Postinduction hypotension (PIH) increases the risk of perioperative adverse events. This study aimed to test if low-dose esketamine could significantly decrease the incidence of PIH in elderly patients undergoing elective noncardiac surgery. This was a post hoc analysis of a randomized clinical trial in university-affiliated academic tertiary hospital. Patients (65 to 85 years, ASA physical status classification II or III) randomly received esketamine (0.2 mg/kg) or normal saline intravenous injection before general anesthesia induction. The primary outcome was the incidence of PIH. The secondary outcomes were the profiles of induction and adverse events during postinduction period. Several different definitions of hypotension and postinduction period were prespecified as the sensitivity analysis. The baseline characteristics were comparable between esketamine group (n = 211) and normal saline group (n = 213). The incidence of PIH was significantly lower in esketamine group than that in normal saline group (44.1 vs. 64.8%, P < 0.01). Esketamine pretreatment significantly decreased the consumption of propofol (P < 0.01) and the rate of vasoconstrictor utilization (P = 0.02). There were no significant differences in the incidence of postinduction adverse events between two groups (all P > 0.05). And, no other severe adverse events were observed. The sensitivity analysis displayed the robustness of the conclusion, though the effect size was lower than 0.2 under certain definition of PIH. A low dose of esketamine treatment before general anesthesia induction for elderly patients undergoing noncardiac surgery could significantly reduce the risk of PIH.Trial registration: www.chictr.org.cn (ChiCTR2100051179); registered 15 September 2021. Date of enrolment of the first participant to the trial: 24 February 2022.

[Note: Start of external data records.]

//! Music albums from cue sheets and standalone audio files.
//!
//! Cue sheets run first: every audio file a sheet references is taken out
//! of the standalone pool before the pool itself is tagged, so one file
//! never yields both a cue-derived album and a standalone track.

use futures::stream::{self, StreamExt};
use std::collections::BTreeMap;
use std::path::{Path, PathBuf};
use tracing::{debug, info, warn};

use super::{Diagnostic, DiagnosticKind};
use crate::cue::segment::{CueTrackEntry, round_centis, segment_tracks};
use crate::cue::{CueReader, CueSheet};
use crate::metadata::{AudioTagReader, AudioTags};
use crate::model::{MusicAlbum, MusicTrack, UNTAGGED_ALBUM};

/// One referenced audio file of a cue sheet, ready to measure.
#[derive(Debug, Clone)]
struct CueJob {
    album: String,
    audio_path: PathBuf,
    entries: Vec<CueTrackEntry>,
}

/// Albums under construction; buckets appear only when a track is added.
#[derive(Debug, Default)]
struct AlbumAccumulator {
    albums: BTreeMap<String, MusicAlbum>,
}

impl AlbumAccumulator {
    fn extend(&mut self, album: &str, tracks: Vec<MusicTrack>) {
        if tracks.is_empty() {
            return;
        }
        self.albums
            .entry(album.to_string())
            .or_default()
            .tracks
            .extend(tracks);
    }

    fn into_albums(self) -> BTreeMap<String, MusicAlbum> {
        self.albums
    }
}

/// Build every album from the cue sheets and standalone audio of a title.
///
/// Albums sharing a name are merged in processing order: cue sheets in
/// listing order, then standalone files in listing order.
pub async fn resolve_music(
    cue_sheets: &[PathBuf],
    standalone_audio: &[PathBuf],
    cue_reader: &dyn CueReader,
    tag_reader: &dyn AudioTagReader,
    concurrency: usize,
) -> (BTreeMap<String, MusicAlbum>, Vec<Diagnostic>) {
    let mut pool = standalone_audio.to_vec();
    let mut diagnostics = Vec::new();
    let mut albums = AlbumAccumulator::default();

    let jobs = plan_cue_jobs(cue_sheets, cue_reader, &mut pool, &mut diagnostics).await;
    segment_cue_jobs(jobs, tag_reader, concurrency, &mut albums, &mut diagnostics).await;
    classify_standalone(&pool, tag_reader, concurrency, &mut albums, &mut diagnostics).await;

    let albums = albums.into_albums();
    info!(
        target: "inspector::music",
        albums = albums.len(),
        tracks = albums.values().map(|a| a.tracks.len()).sum::<usize>(),
        "Music resolved"
    );
    (albums, diagnostics)
}

/// Parse every sheet and claim the audio files it references from `pool`.
async fn plan_cue_jobs(
    cue_sheets: &[PathBuf],
    cue_reader: &dyn CueReader,
    pool: &mut Vec<PathBuf>,
    diagnostics: &mut Vec<Diagnostic>,
) -> Vec<CueJob> {
    let mut jobs = Vec::new();

    for cue_path in cue_sheets {
        let sheet = match cue_reader.read_sheet(cue_path).await {
            Ok(sheet) => sheet,
            Err(e) => {
                warn!(target: "inspector::music", path = %cue_path.display(), error = %e, "Skipping cue sheet");
                diagnostics.push(Diagnostic::new(DiagnosticKind::CueFailure, cue_path, e.to_string()));
                continue;
            }
        };
        let album = album_name(cue_path, &sheet);
        let cue_dir = cue_path.parent().unwrap_or(Path::new(""));
        debug!(
            target: "inspector::music",
            path = %cue_path.display(),
            album = %album,
            tracks = sheet.track_count(),
            "Parsed cue sheet"
        );

        for file in &sheet.files {
            let audio_path = cue_dir.join(&file.name);
            let Some(position) = pool.iter().position(|p| *p == audio_path) else {
                let message = format!("referenced file {:?} is not an available audio file", file.name);
                warn!(target: "inspector::music", path = %cue_path.display(), %message, "Unresolved cue reference");
                diagnostics.push(Diagnostic::new(DiagnosticKind::ResolutionFailure, cue_path, message));
                continue;
            };
            pool.remove(position);

            // Claimed even without tracks, so the image is never catalogued on its own
            if file.tracks.is_empty() {
                debug!(target: "inspector::music", path = %audio_path.display(), "Cue file block has no tracks");
                continue;
            }

            let mut entries = Vec::with_capacity(file.tracks.len());
            for track in &file.tracks {
                match CueTrackEntry::from_track(track, sheet.performer.as_deref()) {
                    Some(entry) => entries.push(entry),
                    None => {
                        let message = format!("track {} has no INDEX 01", track.number);
                        warn!(target: "inspector::music", path = %cue_path.display(), %message, "Skipping cue track");
                        diagnostics.push(Diagnostic::new(DiagnosticKind::CueFailure, cue_path, message));
                    }
                }
            }

            jobs.push(CueJob {
                album: album.clone(),
                audio_path,
                entries,
            });
        }
    }

    jobs
}

/// The sheet's `TITLE`, else the cue file's stem.
fn album_name(cue_path: &Path, sheet: &CueSheet) -> String {
    sheet.title.clone().unwrap_or_else(|| {
        cue_path
            .file_stem()
            .map(|s| s.to_string_lossy().into_owned())
            .unwrap_or_default()
    })
}

/// Measure each referenced file and cut it into tracks.
async fn segment_cue_jobs(
    jobs: Vec<CueJob>,
    tag_reader: &dyn AudioTagReader,
    concurrency: usize,
    albums: &mut AlbumAccumulator,
    diagnostics: &mut Vec<Diagnostic>,
) {
    let measured: Vec<_> = stream::iter(jobs)
        .map(|job| async move {
            let tags = tag_reader.read_tags(&job.audio_path).await;
            (job, tags)
        })
        .buffered(concurrency.max(1))
        .collect()
        .await;

    for (job, tags) in measured {
        match tags {
            Ok(tags) => {
                let tracks = segment_tracks(job.entries, tags.duration_seconds);
                albums.extend(&job.album, tracks);
            }
            Err(e) => {
                warn!(target: "inspector::music", path = %job.audio_path.display(), error = %e, "Cannot measure cue audio");
                diagnostics.push(Diagnostic::new(DiagnosticKind::TagFailure, &job.audio_path, e.to_string()));
            }
        }
    }
}

/// Tag every file left in the pool into its album.
async fn classify_standalone(
    pool: &[PathBuf],
    tag_reader: &dyn AudioTagReader,
    concurrency: usize,
    albums: &mut AlbumAccumulator,
    diagnostics: &mut Vec<Diagnostic>,
) {
    let tagged: Vec<_> = stream::iter(pool)
        .map(|path| async move { (path, tag_reader.read_tags(path).await) })
        .buffered(concurrency.max(1))
        .collect()
        .await;

    for (path, tags) in tagged {
        match tags {
            Ok(tags) => {
                let (album, track) = standalone_track(path, tags);
                albums.extend(&album, vec![track]);
            }
            Err(e) => {
                warn!(target: "inspector::music", path = %path.display(), error = %e, "Skipping audio file");
                diagnostics.push(Diagnostic::new(DiagnosticKind::TagFailure, path, e.to_string()));
            }
        }
    }
}

/// Album name and track for a standalone file.
pub fn standalone_track(path: &Path, tags: AudioTags) -> (String, MusicTrack) {
    let album = tags.album.unwrap_or_else(|| UNTAGGED_ALBUM.to_string());
    let title = tags.title.unwrap_or_else(|| {
        path.file_name()
            .map(|n| n.to_string_lossy().into_owned())
            .unwrap_or_default()
    });
    let track = MusicTrack {
        title,
        artist: tags.artist,
        track_number: tags.track_number,
        duration_seconds: round_centis(tags.duration_seconds),
    };
    (album, track)
}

诱导后低血压(PIH)会增加围手术期不良事件的风险。本研究旨在测试低剂量艾司氯胺酮是否能显著降低择期非心脏手术老年患者的PIH发生率。这是一项在大学附属学术三级医院进行的随机临床试验的事后分析。患者(65至85岁,美国麻醉医师协会身体状况分级为II或III级)在全身麻醉诱导前随机接受艾司氯胺酮(0.2mg/kg)或生理盐水静脉注射。主要结局是PIH的发生率。次要结局是诱导期和诱导后期间的不良事件情况。预先指定了几种不同的低血压和诱导后期定义作为敏感性分析。艾司氯胺酮组(n = 211)和生理盐水组(n = 213)的基线特征具有可比性。艾司氯胺酮组的PIH发生率显著低于生理盐水组(44.1%对64.8%,P < 0.01)。艾司氯胺酮预处理显著降低了丙泊酚的用量(P < 0.01)和血管收缩剂的使用率(P = 0.02)。两组诱导后不良事件的发生率无显著差异(所有P > 0.05)。并且,未观察到其他严重不良事件。敏感性分析显示了结论的稳健性,尽管在某些PIH定义下效应量低于0.2。对于接受非心脏手术的老年患者,在全身麻醉诱导前给予低剂量艾司氯胺酮治疗可显著降低PIH风险。试验注册:www.chictr.org.cn(ChiCTR2100051179);2021年9月15日注册。试验第一名参与者的入组日期:2022年2月24日。